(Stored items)
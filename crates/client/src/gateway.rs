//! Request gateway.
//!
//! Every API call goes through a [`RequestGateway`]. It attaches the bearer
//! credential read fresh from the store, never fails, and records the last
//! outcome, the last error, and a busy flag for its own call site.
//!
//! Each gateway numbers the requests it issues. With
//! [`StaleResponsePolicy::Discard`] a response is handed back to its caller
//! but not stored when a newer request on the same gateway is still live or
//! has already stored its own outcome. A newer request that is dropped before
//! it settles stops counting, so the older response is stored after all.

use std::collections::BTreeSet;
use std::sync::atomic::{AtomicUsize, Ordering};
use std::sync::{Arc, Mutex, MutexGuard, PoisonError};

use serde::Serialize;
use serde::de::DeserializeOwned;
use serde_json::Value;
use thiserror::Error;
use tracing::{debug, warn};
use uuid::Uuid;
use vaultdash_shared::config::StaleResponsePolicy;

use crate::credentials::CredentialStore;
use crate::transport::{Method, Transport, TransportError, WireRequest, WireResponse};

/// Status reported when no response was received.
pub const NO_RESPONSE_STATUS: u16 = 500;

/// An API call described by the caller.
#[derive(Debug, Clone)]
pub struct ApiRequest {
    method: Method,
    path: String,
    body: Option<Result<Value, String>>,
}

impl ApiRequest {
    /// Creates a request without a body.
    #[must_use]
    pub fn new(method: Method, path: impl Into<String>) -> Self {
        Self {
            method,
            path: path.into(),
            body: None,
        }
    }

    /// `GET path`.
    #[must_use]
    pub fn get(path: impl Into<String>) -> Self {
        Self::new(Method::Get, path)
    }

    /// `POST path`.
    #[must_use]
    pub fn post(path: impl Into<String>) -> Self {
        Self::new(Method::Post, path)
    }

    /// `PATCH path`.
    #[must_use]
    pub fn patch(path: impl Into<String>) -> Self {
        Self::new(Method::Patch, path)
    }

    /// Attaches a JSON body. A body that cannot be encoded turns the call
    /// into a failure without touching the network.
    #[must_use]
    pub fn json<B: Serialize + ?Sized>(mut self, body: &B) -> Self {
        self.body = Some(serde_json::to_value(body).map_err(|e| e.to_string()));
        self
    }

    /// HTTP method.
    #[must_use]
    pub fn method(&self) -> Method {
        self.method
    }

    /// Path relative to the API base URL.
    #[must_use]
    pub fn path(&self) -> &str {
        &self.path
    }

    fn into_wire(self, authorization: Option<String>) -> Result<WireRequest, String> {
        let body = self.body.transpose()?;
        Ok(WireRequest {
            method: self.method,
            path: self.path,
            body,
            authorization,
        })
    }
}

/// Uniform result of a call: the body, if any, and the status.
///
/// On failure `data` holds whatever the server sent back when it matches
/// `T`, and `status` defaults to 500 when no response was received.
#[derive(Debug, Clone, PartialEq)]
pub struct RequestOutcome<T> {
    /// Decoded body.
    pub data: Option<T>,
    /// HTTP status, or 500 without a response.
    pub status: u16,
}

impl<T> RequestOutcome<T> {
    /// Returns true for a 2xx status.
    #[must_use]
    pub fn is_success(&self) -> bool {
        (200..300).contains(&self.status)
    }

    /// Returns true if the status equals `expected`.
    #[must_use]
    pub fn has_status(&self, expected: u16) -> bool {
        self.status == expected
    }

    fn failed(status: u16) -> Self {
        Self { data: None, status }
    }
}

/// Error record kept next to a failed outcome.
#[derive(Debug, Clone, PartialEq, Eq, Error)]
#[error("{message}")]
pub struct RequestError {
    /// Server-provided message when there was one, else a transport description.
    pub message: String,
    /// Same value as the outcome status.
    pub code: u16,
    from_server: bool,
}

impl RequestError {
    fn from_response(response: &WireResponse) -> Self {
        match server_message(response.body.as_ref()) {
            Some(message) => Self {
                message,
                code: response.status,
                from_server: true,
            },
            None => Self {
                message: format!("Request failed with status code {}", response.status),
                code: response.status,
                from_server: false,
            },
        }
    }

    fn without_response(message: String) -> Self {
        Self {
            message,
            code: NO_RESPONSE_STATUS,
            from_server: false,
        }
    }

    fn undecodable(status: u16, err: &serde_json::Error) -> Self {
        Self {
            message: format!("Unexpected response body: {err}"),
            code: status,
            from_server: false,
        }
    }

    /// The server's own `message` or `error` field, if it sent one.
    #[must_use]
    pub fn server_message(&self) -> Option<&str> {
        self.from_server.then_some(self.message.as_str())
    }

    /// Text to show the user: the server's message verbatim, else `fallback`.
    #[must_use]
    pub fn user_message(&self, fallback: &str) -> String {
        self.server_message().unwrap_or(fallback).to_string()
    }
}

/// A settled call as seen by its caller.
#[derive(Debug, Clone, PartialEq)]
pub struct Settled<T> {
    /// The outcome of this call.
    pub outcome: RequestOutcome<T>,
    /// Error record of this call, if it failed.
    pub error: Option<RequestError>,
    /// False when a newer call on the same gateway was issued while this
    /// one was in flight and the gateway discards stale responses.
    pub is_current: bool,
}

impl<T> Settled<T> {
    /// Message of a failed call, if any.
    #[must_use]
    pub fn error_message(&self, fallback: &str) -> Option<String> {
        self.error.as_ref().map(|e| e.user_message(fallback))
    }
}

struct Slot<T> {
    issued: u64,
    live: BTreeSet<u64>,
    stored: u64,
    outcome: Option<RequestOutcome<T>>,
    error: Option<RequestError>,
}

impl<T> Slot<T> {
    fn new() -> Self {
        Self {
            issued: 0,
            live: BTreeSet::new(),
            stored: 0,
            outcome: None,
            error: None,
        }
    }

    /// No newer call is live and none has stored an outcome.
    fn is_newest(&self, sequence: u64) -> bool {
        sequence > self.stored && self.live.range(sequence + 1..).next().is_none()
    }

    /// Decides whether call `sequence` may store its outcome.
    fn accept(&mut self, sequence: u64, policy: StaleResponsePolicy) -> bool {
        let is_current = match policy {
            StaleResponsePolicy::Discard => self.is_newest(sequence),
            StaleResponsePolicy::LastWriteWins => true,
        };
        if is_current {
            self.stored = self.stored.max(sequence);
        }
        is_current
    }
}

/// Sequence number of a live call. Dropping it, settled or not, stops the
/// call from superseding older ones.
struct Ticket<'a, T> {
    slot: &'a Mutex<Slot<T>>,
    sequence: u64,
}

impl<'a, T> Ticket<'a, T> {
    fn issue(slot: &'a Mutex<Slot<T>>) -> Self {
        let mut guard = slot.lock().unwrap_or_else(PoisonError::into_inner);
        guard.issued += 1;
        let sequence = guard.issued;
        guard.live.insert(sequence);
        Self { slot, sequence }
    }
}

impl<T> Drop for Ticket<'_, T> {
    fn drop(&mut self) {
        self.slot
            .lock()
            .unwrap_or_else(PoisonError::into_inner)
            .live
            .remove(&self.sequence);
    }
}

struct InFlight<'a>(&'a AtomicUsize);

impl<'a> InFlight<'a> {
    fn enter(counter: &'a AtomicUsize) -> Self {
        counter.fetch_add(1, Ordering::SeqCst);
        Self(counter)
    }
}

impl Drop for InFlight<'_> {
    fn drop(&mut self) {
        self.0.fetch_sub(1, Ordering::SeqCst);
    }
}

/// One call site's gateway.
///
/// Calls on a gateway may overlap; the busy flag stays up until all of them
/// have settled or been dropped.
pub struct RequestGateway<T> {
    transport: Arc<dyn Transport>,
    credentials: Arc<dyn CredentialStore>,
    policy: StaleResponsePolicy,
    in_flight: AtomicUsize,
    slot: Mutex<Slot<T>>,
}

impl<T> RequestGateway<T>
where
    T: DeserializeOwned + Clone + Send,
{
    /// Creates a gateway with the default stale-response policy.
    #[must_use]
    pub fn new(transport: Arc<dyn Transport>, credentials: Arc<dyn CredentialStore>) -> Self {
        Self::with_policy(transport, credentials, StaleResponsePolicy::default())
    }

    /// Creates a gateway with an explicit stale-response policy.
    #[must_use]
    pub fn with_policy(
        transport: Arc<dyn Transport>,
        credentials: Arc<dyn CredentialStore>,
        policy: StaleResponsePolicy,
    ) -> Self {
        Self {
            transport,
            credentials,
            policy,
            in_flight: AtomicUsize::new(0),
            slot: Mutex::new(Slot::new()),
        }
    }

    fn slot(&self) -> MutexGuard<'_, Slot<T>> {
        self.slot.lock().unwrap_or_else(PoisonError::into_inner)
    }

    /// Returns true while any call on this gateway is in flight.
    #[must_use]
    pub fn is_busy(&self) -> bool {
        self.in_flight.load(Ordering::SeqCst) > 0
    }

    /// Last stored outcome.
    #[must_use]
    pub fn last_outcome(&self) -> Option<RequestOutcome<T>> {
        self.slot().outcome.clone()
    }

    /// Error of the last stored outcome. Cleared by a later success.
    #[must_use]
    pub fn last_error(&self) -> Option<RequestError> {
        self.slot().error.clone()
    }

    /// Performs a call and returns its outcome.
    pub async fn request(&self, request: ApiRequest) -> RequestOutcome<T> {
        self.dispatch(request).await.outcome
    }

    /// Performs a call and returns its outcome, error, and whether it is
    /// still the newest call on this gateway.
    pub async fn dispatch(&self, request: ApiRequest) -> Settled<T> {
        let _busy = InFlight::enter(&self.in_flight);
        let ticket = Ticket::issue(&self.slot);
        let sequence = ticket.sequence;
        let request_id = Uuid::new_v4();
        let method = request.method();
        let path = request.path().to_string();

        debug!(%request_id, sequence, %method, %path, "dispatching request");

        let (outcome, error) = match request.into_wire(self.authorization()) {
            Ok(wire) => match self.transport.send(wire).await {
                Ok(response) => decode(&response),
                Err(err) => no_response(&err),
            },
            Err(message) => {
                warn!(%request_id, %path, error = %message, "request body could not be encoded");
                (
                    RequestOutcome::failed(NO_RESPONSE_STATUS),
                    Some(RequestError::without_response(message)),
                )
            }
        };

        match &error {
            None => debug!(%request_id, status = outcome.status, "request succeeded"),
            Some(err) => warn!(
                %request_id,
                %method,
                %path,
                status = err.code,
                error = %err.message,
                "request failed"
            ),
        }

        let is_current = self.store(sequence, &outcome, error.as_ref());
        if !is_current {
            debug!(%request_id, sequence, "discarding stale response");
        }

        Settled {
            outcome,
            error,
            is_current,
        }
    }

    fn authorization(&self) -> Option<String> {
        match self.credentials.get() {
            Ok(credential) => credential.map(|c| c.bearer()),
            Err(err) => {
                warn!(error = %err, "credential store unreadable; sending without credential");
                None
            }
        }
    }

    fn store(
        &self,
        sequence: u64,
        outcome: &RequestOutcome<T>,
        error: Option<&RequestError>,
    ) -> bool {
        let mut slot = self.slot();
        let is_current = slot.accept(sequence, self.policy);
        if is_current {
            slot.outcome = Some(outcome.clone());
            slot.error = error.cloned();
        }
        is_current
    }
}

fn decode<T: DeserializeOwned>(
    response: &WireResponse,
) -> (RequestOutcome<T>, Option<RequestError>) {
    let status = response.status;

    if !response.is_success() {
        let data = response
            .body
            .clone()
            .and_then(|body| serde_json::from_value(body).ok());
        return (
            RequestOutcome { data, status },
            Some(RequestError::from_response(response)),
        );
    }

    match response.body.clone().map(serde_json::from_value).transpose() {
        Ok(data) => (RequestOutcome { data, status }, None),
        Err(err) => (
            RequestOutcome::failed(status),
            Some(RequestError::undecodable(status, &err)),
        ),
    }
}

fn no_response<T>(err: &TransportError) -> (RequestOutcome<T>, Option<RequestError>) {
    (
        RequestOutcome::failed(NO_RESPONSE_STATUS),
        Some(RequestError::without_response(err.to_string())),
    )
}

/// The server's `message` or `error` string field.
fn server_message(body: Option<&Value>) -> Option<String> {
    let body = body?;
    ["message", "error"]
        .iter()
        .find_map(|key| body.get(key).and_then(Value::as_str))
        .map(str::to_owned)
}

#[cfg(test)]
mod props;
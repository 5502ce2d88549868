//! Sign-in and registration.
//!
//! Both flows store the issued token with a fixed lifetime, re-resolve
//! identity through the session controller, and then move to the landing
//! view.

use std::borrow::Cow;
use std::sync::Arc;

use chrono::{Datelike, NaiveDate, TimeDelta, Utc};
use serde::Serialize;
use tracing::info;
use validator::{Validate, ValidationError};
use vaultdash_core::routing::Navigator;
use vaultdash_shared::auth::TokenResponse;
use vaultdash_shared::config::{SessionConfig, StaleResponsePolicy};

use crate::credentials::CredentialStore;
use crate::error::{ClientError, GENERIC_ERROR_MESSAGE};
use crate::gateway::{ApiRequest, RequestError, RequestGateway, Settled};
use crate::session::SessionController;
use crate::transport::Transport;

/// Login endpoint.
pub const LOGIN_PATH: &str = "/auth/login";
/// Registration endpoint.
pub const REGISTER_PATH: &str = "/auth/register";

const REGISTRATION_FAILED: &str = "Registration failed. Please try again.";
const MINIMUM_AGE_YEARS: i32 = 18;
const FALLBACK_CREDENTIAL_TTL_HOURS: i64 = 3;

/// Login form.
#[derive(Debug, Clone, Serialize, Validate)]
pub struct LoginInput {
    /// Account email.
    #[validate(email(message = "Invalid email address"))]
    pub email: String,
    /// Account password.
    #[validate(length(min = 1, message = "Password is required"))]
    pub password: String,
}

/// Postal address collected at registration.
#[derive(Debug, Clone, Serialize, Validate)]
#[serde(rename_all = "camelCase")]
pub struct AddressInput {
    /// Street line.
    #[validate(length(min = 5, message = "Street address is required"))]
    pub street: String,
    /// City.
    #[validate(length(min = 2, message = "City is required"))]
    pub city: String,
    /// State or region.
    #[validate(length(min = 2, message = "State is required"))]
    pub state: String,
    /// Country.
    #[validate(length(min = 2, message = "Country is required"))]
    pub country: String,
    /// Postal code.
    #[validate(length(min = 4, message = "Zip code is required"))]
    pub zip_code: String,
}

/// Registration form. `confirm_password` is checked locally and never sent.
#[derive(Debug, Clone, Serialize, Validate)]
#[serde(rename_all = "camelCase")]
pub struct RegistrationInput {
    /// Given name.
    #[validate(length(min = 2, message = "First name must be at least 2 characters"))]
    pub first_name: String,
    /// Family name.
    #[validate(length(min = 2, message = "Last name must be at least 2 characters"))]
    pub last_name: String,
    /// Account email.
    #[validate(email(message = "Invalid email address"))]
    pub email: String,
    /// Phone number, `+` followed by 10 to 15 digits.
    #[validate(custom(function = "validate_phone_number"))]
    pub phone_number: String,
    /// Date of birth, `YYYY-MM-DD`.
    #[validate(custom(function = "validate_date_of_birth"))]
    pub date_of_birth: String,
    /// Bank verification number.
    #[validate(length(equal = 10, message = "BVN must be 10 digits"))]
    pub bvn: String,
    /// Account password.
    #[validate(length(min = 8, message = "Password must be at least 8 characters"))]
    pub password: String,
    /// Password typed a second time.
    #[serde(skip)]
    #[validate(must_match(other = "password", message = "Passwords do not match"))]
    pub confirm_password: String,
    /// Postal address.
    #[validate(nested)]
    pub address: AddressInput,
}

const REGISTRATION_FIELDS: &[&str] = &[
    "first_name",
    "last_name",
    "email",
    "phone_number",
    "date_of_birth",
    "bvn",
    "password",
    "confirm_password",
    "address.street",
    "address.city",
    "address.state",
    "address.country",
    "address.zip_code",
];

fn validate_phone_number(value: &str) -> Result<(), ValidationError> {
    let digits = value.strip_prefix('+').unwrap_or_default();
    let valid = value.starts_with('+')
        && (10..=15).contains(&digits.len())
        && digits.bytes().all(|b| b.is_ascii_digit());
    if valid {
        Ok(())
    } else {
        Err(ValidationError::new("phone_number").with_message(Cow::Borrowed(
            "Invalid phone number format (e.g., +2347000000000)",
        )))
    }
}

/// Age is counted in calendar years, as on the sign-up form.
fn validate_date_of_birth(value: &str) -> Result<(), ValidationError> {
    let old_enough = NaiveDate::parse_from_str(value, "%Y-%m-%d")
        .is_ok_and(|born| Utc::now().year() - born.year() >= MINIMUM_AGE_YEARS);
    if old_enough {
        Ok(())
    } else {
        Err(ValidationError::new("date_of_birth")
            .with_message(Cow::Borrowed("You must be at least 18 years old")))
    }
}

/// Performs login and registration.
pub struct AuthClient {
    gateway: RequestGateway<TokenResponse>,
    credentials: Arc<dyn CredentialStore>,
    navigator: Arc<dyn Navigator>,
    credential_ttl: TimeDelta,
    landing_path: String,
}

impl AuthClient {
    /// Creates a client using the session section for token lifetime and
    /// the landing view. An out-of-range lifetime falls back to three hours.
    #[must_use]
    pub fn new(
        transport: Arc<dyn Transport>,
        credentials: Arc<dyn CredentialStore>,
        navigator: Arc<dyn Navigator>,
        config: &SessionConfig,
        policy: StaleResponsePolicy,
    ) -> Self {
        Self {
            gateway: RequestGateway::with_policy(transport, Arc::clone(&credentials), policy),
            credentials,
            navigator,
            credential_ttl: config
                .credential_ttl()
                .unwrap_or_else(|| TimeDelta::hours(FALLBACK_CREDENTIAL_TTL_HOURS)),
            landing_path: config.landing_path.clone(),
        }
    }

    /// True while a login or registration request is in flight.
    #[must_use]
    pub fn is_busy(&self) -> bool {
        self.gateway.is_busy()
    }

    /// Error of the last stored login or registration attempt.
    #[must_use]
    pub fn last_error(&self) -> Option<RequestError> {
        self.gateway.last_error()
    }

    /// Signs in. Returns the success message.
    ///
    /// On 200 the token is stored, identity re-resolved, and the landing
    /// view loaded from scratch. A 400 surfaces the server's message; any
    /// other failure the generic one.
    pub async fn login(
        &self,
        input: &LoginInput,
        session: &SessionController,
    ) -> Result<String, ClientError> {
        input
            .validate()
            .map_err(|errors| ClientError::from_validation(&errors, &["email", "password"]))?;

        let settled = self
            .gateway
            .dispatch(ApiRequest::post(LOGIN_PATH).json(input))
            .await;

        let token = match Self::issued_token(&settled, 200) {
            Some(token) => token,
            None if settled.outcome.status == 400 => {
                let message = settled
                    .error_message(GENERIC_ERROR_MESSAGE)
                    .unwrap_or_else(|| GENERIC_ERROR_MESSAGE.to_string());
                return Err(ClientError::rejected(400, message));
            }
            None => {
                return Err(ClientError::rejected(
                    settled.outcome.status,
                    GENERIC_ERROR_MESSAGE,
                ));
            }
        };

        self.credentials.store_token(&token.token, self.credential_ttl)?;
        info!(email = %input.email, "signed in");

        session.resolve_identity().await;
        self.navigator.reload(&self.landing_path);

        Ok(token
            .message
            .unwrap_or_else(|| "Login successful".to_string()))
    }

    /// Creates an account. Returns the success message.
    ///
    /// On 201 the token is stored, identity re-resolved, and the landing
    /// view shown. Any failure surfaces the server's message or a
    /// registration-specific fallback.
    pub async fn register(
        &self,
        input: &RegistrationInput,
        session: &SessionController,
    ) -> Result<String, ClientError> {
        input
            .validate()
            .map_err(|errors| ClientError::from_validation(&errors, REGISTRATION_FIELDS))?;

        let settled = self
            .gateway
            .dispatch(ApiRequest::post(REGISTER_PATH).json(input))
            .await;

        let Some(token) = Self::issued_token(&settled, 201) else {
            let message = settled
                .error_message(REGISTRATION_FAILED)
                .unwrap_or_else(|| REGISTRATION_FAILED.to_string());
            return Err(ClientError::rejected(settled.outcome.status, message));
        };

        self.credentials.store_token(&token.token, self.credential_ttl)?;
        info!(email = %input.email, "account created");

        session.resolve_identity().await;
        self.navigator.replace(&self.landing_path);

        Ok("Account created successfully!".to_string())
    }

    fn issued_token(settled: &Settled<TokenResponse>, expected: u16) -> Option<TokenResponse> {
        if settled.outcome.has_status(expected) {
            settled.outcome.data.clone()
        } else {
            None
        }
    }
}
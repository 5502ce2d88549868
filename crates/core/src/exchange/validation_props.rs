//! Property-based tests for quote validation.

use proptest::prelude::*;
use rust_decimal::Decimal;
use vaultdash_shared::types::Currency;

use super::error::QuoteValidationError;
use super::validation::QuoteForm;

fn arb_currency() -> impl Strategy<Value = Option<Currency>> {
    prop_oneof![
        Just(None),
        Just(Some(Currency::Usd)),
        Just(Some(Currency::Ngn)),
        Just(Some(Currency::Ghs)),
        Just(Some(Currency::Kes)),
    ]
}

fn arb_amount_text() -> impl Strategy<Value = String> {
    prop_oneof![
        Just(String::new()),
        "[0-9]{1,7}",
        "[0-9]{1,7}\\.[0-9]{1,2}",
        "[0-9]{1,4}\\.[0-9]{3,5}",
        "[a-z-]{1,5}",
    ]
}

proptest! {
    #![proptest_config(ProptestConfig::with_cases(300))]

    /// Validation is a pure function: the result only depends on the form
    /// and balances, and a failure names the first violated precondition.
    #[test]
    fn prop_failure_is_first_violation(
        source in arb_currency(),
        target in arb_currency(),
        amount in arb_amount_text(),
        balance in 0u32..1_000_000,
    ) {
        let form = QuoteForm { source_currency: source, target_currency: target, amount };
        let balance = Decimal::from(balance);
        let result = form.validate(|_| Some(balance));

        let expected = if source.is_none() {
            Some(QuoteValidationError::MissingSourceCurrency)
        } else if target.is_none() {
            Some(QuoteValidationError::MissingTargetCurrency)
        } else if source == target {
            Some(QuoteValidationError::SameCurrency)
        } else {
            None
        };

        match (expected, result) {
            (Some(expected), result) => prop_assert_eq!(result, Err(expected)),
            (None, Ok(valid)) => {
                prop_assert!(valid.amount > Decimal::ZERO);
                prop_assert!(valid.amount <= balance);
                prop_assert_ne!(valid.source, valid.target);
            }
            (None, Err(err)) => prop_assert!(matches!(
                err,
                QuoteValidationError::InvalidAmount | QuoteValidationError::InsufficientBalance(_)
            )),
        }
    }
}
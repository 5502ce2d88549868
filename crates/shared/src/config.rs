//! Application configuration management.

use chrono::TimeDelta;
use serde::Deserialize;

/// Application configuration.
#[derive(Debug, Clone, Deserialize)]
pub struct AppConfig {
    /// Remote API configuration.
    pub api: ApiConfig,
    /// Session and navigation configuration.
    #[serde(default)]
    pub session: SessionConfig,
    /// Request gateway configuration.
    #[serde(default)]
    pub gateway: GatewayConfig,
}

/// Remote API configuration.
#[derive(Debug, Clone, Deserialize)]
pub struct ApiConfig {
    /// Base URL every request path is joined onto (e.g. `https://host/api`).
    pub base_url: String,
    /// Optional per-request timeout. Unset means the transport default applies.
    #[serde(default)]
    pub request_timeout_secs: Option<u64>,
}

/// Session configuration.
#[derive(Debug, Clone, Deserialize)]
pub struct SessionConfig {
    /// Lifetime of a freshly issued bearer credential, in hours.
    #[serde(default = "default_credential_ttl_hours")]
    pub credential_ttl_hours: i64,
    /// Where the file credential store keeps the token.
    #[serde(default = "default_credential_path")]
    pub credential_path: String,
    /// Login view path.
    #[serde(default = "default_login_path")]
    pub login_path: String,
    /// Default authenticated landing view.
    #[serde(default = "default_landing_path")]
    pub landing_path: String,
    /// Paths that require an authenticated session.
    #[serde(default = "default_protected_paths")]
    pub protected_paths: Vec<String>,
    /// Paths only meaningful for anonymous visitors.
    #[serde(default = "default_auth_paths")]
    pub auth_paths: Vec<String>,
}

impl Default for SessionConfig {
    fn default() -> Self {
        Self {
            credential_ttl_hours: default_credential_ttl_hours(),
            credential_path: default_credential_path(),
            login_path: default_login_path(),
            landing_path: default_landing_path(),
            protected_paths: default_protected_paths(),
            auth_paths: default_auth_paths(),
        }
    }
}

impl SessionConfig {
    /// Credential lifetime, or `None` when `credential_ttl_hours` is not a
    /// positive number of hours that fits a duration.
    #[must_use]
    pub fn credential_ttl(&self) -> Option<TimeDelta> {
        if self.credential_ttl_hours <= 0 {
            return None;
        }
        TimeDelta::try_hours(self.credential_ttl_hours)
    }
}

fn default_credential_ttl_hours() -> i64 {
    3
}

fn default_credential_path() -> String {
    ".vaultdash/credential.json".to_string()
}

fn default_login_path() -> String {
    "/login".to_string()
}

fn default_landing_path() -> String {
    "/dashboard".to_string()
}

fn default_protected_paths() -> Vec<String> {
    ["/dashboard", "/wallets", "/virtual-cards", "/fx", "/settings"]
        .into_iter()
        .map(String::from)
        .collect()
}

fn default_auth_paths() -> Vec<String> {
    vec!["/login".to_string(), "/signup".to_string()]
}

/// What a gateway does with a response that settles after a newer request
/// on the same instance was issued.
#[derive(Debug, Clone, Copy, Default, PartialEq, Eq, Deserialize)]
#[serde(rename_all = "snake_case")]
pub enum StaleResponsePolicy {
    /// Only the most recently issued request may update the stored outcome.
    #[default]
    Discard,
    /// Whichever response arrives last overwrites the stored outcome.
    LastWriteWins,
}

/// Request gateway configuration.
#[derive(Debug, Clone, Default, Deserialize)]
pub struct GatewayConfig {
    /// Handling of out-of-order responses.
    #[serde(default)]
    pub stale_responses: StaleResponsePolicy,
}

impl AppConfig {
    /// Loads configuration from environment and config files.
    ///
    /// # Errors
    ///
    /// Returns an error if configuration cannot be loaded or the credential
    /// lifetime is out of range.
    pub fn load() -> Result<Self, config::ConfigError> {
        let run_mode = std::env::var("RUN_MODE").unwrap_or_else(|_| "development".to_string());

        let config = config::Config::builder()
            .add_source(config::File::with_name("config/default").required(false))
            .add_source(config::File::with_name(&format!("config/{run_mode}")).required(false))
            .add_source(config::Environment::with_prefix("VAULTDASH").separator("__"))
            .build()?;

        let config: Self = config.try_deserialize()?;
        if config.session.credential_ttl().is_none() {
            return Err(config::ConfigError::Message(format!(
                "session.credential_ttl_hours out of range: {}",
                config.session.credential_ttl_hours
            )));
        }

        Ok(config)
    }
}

(Instructions for the task) The answer must be every line of the records that holds the string "PoisonError".

(Answer section)
use std::sync::{Arc, Mutex, MutexGuard, PoisonError};
        let mut guard = slot.lock().unwrap_or_else(PoisonError::into_inner);
            .unwrap_or_else(PoisonError::into_inner)
        self.slot.lock().unwrap_or_else(PoisonError::into_inner)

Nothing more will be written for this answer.